Part of the weekend’s festivities will include a free event in Trafalgar Square. It’s a fitting venue, as the wider West End and the industry that runs throughout it has itself become a vocal champion of LGBTQ+ rights over the years. Niki Winterson and the rest of the team have been staunch supporters of the Equal Representation for Actressescampaign (ERA), and certainly fairness and respect does not end at gender equality, although this is an important component. As Time Out magazine currently reports: There are a variety of LGBTQ+ theatre shows in the West End, “everything from genre-smashing queer cabaret to lesbian romance to gay theatre classics to explorations of trans experience”

There have been significant advances in the portrayal of diversity in film, television, and theatre in recent years, and Winterson’s clients continue to be part of this with their actors being cast in shows including Kinky Boots, Book of Mormon, and Angels In America, to name just a few – all explorative of LGBTQ+ themes.

A spokesperson at Winterson’s said: “Many political fights have been won and Pride is now a celebration of human variation. However, there are many countries in the world where identifying as LGBTQ+ is illegal and still punishable by the death penalty. Therefore visibility is as vital now as it was 47 years ago when the first Pride march took place.”

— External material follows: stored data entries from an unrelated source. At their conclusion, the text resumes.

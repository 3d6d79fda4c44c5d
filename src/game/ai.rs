//! Rival snake brain
//!
//! The rival re-evaluates its behaviour every `decision_interval_secs`:
//! it avoids the player when too close, chases food or the player when
//! within chase range, and otherwise wanders with a bias away from walls.
//! Between decisions it occasionally picks a random point to explore. A
//! separate attack policy decides when to launch a power ball at the player.

use std::f32::consts::{FRAC_PI_2, PI};

use rand::Rng;
use tracing::{debug, trace};

use super::config::{AggressiveConfig, AttackConfig, HitEffect, RivalConfig, RivalSpawn};
use super::geometry::{distance, heading_towards, Vec2};
use super::movement::{apply_move, candidate_head, steer_limited};
use super::state::{Faction, Field, Projectile, Snake};
use super::timer::{Countdown, TimedAbility};

/// Frame rate per-frame chances are expressed at
const FRAME_RATE: f32 = 60.0;

/// Behaviour picked by the last decision
#[derive(Debug, Clone, Copy, PartialEq, Eq)]
pub enum Behavior {
    Avoid,
    Chase,
    Wander,
}

/// What the rival can see on a given tick
#[derive(Debug, Clone, Copy)]
pub struct Perception {
    /// `None` when the player is out of play
    pub player_head: Option<Vec2>,
    pub food: Option<Vec2>,
    pub field: Field,
}

/// Result of applying a projectile hit to a snake
#[derive(Debug, Clone, Copy, PartialEq)]
pub enum HitOutcome {
    Trimmed(usize),
    Regenerating(f32),
    Ignored,
}

/// Apply a hit effect to `snake`, using `regeneration` as its out-of-play timer
pub fn apply_hit(snake: &mut Snake, effect: HitEffect, regeneration: &mut Countdown) -> HitOutcome {
    if regeneration.is_running() {
        return HitOutcome::Ignored;
    }
    match effect {
        HitEffect::TrimTail {
            segments,
            min_length,
        } => HitOutcome::Trimmed(snake.remove_tail(segments, min_length)),
        HitEffect::Regenerate {
            min_secs,
            secs_per_segment,
        } => {
            let secs = min_secs.max(snake.len() as f32 * secs_per_segment);
            regeneration.start(secs);
            HitOutcome::Regenerating(regeneration.remaining())
        }
    }
}

/// Ranged attack bookkeeping
#[derive(Debug, Clone, Default)]
pub struct AttackState {
    /// Launches stay locked until the player first uses an ability
    pub unlocked: bool,
    cooldown: Countdown,
    rapid_window: Countdown,
    rapid_interval: Countdown,
    last_target: Option<Vec2>,
    target_velocity: Vec2,
    target_speed: f32,
    pub launches: u32,
}

impl AttackState {
    pub fn tick(&mut self, dt: f32) {
        self.cooldown.tick(dt);
        self.rapid_window.tick(dt);
        self.rapid_interval.tick(dt);
    }

    pub fn is_ready(&self) -> bool {
        self.cooldown.is_ready()
    }

    pub fn in_rapid_exchange(&self) -> bool {
        self.rapid_window.is_running()
    }

    /// Track the target between ticks for lead aiming
    pub fn observe(&mut self, config: &AttackConfig, target: Vec2, dt: f32) {
        if let Some(last) = self.last_target {
            let velocity = (target - last).scaled(1.0 / dt);
            if velocity.is_finite() {
                self.target_velocity = velocity;
                let alpha = config.speed_smoothing.clamp(0.0, 1.0);
                self.target_speed += (velocity.length() - self.target_speed) * alpha;
            }
        }
        self.last_target = Some(target);
    }

    pub fn forget_target(&mut self) {
        self.last_target = None;
    }

    /// Weighted chance of launching this tick at distance `dist`
    pub fn launch_probability(&self, config: &AttackConfig, aggressiveness: f32, dist: f32) -> f32 {
        let half = (config.max_range - config.min_range) / 2.0;
        let mid = config.min_range + half;
        let range_score = if half > 0.0 {
            (1.0 - (dist - mid).abs() / half).clamp(0.0, 1.0)
        } else {
            1.0
        };
        let sight_score = if dist < config.sight_ceiling { 1.0 } else { 0.0 };
        let speed = self.target_speed;
        let band = config.predictable_speed_min..=config.predictable_speed_max;
        let predictability = if band.contains(&speed) { 1.0 } else { 0.3 };

        let weighted = config.aggressiveness_weight * aggressiveness
            + config.range_weight * range_score
            + config.sight_weight * sight_score
            + config.predictability_weight * predictability;
        (config.fire_chance * weighted).clamp(0.0, 1.0)
    }

    /// Aim at where the target will be when the ball arrives
    pub fn aim(
        &self,
        config: &AttackConfig,
        from: Vec2,
        target: Vec2,
        fallback_heading: f32,
    ) -> Projectile {
        let travel = distance(from, target) / config.projectile_speed;
        let lead = target + self.target_velocity.scaled(travel);
        let dir = (lead - from)
            .normalized()
            .or_else(|| (target - from).normalized())
            .unwrap_or_else(|| Vec2::from_angle(fallback_heading));

        Projectile {
            pos: from,
            vel: dir.scaled(config.projectile_speed),
            size: config.projectile_radius,
            owner: Faction::Rival,
        }
    }

    /// Decide whether to launch at `target` this tick
    pub fn consider_launch<R: Rng>(
        &mut self,
        config: &AttackConfig,
        aggressiveness: f32,
        from: Vec2,
        target: Vec2,
        heading: f32,
        rng: &mut R,
    ) -> Option<Projectile> {
        if !self.unlocked {
            return None;
        }

        let dist = distance(from, target);
        if self.rapid_window.is_running() {
            if self.rapid_interval.is_ready() && dist <= config.max_range {
                self.rapid_interval.start(config.rapid_fire_interval_secs);
                self.launches += 1;
                trace!(dist, "Rapid exchange launch");
                return Some(self.aim(config, from, target, heading));
            }
            return None;
        }

        if !self.cooldown.is_ready() || dist < config.min_range || dist > config.max_range {
            return None;
        }

        let p = self.launch_probability(config, aggressiveness, dist);
        if rng.gen::<f32>() >= p {
            return None;
        }

        self.cooldown.start(config.cooldown_secs);
        if rng.gen::<f32>() < config.rapid_exchange_chance {
            debug!(secs = config.rapid_exchange_secs, "Rival opened a rapid exchange");
            self.rapid_window.start(config.rapid_exchange_secs);
            self.rapid_interval.start(config.rapid_fire_interval_secs);
        }
        self.launches += 1;
        trace!(dist, p, target_speed = self.target_speed, "Rival launched");
        Some(self.aim(config, from, target, heading))
    }

    /// Launch outside the weighted policy. Restarts the regular cooldown.
    pub fn forced_launch(
        &mut self,
        config: &AttackConfig,
        from: Vec2,
        target: Vec2,
        heading: f32,
    ) -> Projectile {
        self.cooldown.start(config.cooldown_secs);
        self.launches += 1;
        self.aim(config, from, target, heading)
    }
}

/// The AI-controlled snake and its decision state
#[derive(Debug, Clone)]
pub struct Rival {
    pub snake: Snake,
    pub behavior: Behavior,
    decision: Countdown,
    pub aggressive: TimedAbility,
    pub regeneration: Countdown,
    pub attack: AttackState,
    pub foods_eaten: u32,
}

impl Rival {
    pub fn spawn<R: Rng>(config: &RivalConfig, field: &Field, rng: &mut R) -> Self {
        let (head, heading) = match config.spawn {
            RivalSpawn::RandomCorner { inset } => {
                let x = if rng.gen_bool(0.5) { inset } else { field.width - inset };
                let y = if rng.gen_bool(0.5) { inset } else { field.height - inset };
                let head = Vec2::new(x, y);
                // Face into the field so the chain trails back towards the corner
                (head, heading_towards(head, field.center()))
            }
            RivalSpawn::Fraction { x, y } => (Vec2::new(field.width * x, field.height * y), PI),
        };

        let mut snake = Snake::new(
            head,
            heading,
            config.base_length,
            config.segment_radius,
            config.spacing,
        );
        for segment in &mut snake.segments {
            segment.pos = field.clamp(segment.pos, config.segment_radius);
        }
        snake.turn_gain = config.turn_gain;
        snake.speed = config.speed;
        snake.follow_fraction = config.follow_fraction;

        Self {
            snake,
            behavior: Behavior::Wander,
            decision: Countdown::new(),
            aggressive: TimedAbility::new(),
            regeneration: Countdown::new(),
            attack: AttackState::default(),
            foods_eaten: 0,
        }
    }

    /// The rival is out of play while regenerating
    pub fn is_active(&self) -> bool {
        self.regeneration.is_ready()
    }

    pub fn current_speed(&self, config: &RivalConfig) -> f32 {
        match &config.aggressive {
            Some(aggressive) if self.aggressive.is_active() => {
                self.snake.speed * aggressive.speed_multiplier
            }
            _ => self.snake.speed,
        }
    }

    /// Advance timers and run the decision loop. Returns a projectile when the
    /// attack policy fires.
    pub fn think<R: Rng>(
        &mut self,
        config: &RivalConfig,
        perception: &Perception,
        dt: f32,
        rng: &mut R,
    ) -> Option<Projectile> {
        self.attack.tick(dt);
        if self.regeneration.is_running() {
            if self.regeneration.tick(dt) {
                debug!(length = self.snake.len(), "Rival back in play");
            }
            return None;
        }

        if self.aggressive.tick(dt) {
            debug!("Rival aggressive mode ended");
        }
        if let Some(aggressive) = &config.aggressive {
            self.roll_spontaneous_aggression(aggressive, dt, rng);
        }

        let player = perception.player_head?;

        self.decision.tick(dt);
        if self.decision.is_ready() {
            self.decide(config, player, perception, rng);
            self.decision.start(config.decision_interval_secs);
        }

        if rng.gen::<f32>() < config.exploration_chance {
            self.explore(perception.field, rng);
        }

        let attack = config.attack.as_ref()?;
        self.attack.observe(attack, player, dt);
        self.attack.consider_launch(
            attack,
            config.aggressiveness,
            self.snake.head_pos(),
            player,
            self.snake.heading,
            rng,
        )
    }

    fn decide<R: Rng>(
        &mut self,
        config: &RivalConfig,
        player: Vec2,
        perception: &Perception,
        rng: &mut R,
    ) {
        let head = self.snake.head_pos();
        let dist = distance(head, player);

        let desired = if dist < config.avoid_radius {
            self.behavior = Behavior::Avoid;
            heading_towards(player, head)
        } else if dist < config.chase_radius && rng.gen::<f32>() < config.aggressiveness {
            self.behavior = Behavior::Chase;
            match perception.food {
                Some(food) => heading_towards(head, food),
                None => {
                    if let Some(aggressive) = &config.aggressive {
                        if rng.gen::<f32>() < aggressive.chance && self.enter_aggressive(aggressive)
                        {
                            debug!(
                                secs = aggressive.duration_secs,
                                "Rival turned aggressive on the chase"
                            );
                        }
                    }
                    heading_towards(head, player)
                }
            }
        } else {
            self.behavior = Behavior::Wander;
            self.wander_heading(config, perception.field, rng)
        };

        trace!(behavior = ?self.behavior, dist, desired, "Rival decision");
        if desired.is_finite() {
            self.snake.target_heading = desired;
        }
    }

    fn enter_aggressive(&mut self, config: &AggressiveConfig) -> bool {
        self.aggressive.try_activate(config.duration_secs, config.cooldown_secs)
    }

    /// Per-tick random entry into aggressive mode, scaled from a 60 Hz chance
    fn roll_spontaneous_aggression<R: Rng>(
        &mut self,
        config: &AggressiveConfig,
        dt: f32,
        rng: &mut R,
    ) {
        if config.random_chance <= 0.0 || !self.aggressive.can_activate() {
            return;
        }
        let frames = dt * FRAME_RATE;
        let chance = 1.0 - (1.0 - config.random_chance.clamp(0.0, 1.0)).powf(frames);
        if rng.gen::<f32>() < chance && self.enter_aggressive(config) {
            debug!(secs = config.duration_secs, "Rival turned aggressive at random");
        }
    }

    fn wander_heading<R: Rng>(&self, config: &RivalConfig, field: Field, rng: &mut R) -> f32 {
        let head = self.snake.head_pos();
        let mut heading = self.snake.target_heading;
        if rng.gen::<f32>() < config.wander_chance {
            heading += (rng.gen::<f32>() - 0.5) * config.wander_spread;
        }

        let margin = config.wall_margin;
        if head.x < margin {
            heading = 0.0;
        } else if head.x > field.width - margin {
            heading = PI;
        }
        if head.y < margin {
            heading = FRAC_PI_2;
        } else if head.y > field.height - margin {
            heading = -FRAC_PI_2;
        }
        heading
    }

    fn explore<R: Rng>(&mut self, field: Field, rng: &mut R) {
        let r = self.snake.radius();
        let (max_x, max_y) = (field.width - r, field.height - r);
        if max_x <= r || max_y <= r {
            return;
        }
        let point = Vec2::new(rng.gen_range(r..max_x), rng.gen_range(r..max_y));
        self.snake.target_heading = heading_towards(self.snake.head_pos(), point);
    }

    /// Steer, move and keep the rival inside the field
    pub fn advance(&mut self, config: &RivalConfig, field: &Field, dt: f32) {
        if !self.is_active() {
            return;
        }
        steer_limited(&mut self.snake, dt, Some(config.max_turn_per_decision));
        let speed = self.current_speed(config);
        if let Some(head) = candidate_head(&self.snake, speed, dt) {
            apply_move(&mut self.snake, head);
            self.bounce_off_walls(field);
        }
    }

    /// Reflect the heading off any wall the head crossed and pull it back in
    pub fn bounce_off_walls(&mut self, field: &Field) {
        let r = self.snake.radius();
        let head = self.snake.head_pos();
        let mut bounced = false;

        if head.x < r || head.x > field.width - r {
            self.snake.heading = PI - self.snake.heading;
            self.snake.target_heading = PI - self.snake.target_heading;
            bounced = true;
        }
        if head.y < r || head.y > field.height - r {
            self.snake.heading = -self.snake.heading;
            self.snake.target_heading = -self.snake.target_heading;
            bounced = true;
        }

        if bounced {
            self.snake.segments[0].pos = field.clamp(head, r);
            trace!(x = head.x, y = head.y, "Rival bounced off a wall");
        }
    }

    pub fn eat_food(&mut self, config: &RivalConfig) {
        self.snake.queue_growth(config.growth_per_food, config.max_length);
        self.foods_eaten += 1;
    }

    pub fn take_hit(&mut self, config: &RivalConfig) -> HitOutcome {
        let outcome = apply_hit(&mut self.snake, config.hit_effect, &mut self.regeneration);
        if matches!(outcome, HitOutcome::Regenerating(_)) {
            self.aggressive.active.clear();
            self.attack.forget_target();
        }
        outcome
    }
}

Just as is the case with gender, modern equality goes far beyond issues of sexuality. Just this week, new play Jellyfish featuring our own Nicky Priest received rave reviews, for its portrayal of a love story between a woman with Down’s syndrome and a non-disabled man, offering a careful examination of modern day attitudes. Nick himself has Asperger syndrome, and the freshness of a show containing performances between a range of different actors who all bring unique qualities to the stage has clearly captured the public imagination.

Winterson’s actress, Melissa Johns, has herself become a vocal champion of industry diversity,
with the Coronation Street actress bringing using her platform to bring conversation around disability into the mainstream.

Through pioneers like this, we are seeing fewer stereotyped characters in storylines and diversity is now being recognised and celebrated as a facet of mainstream life, not something that runs in opposition to it. Accurate portrayal of human variation is imperative as we are responsible for telling the narratives of society.

Yet there is still much more to be done. prideinlondon.orggoes into add that: “Equal rights do not equal equality – this is what we found from our 2018 Pride Matters report. The report is one of the most comprehensive comparisons between experiences of straight people and LGBT+ people in the UK. It shows that over 1 in 3 LGBT+ people have been verbally abused because of their identity, sexuality or gender, and over three quarters of LGBT+ people don’t feel comfortable showing affection to a partner in public.”

LGBT people are at significantly greater risk of mental health problems than heterosexual people, and this can be attributed to a range of factors such as discrimination, minority stress and shame.

“There is still vital work that needs to be achieved,” continued our spokesperson for Winterson’s. “The Equity Actors Union is working on a set of best practice guidelines working with LGBT+ performers to tackle discrimination and misleading stereotyping and we at Winterson’s continue to support such initiatives. Pride really does matter when it comes to advancing the conversation even further now, from ‘equal rights’ to genuine equality. I’m sure we all look forward to the day when our true identities are revered and we are celebrated without judgement or persecution.”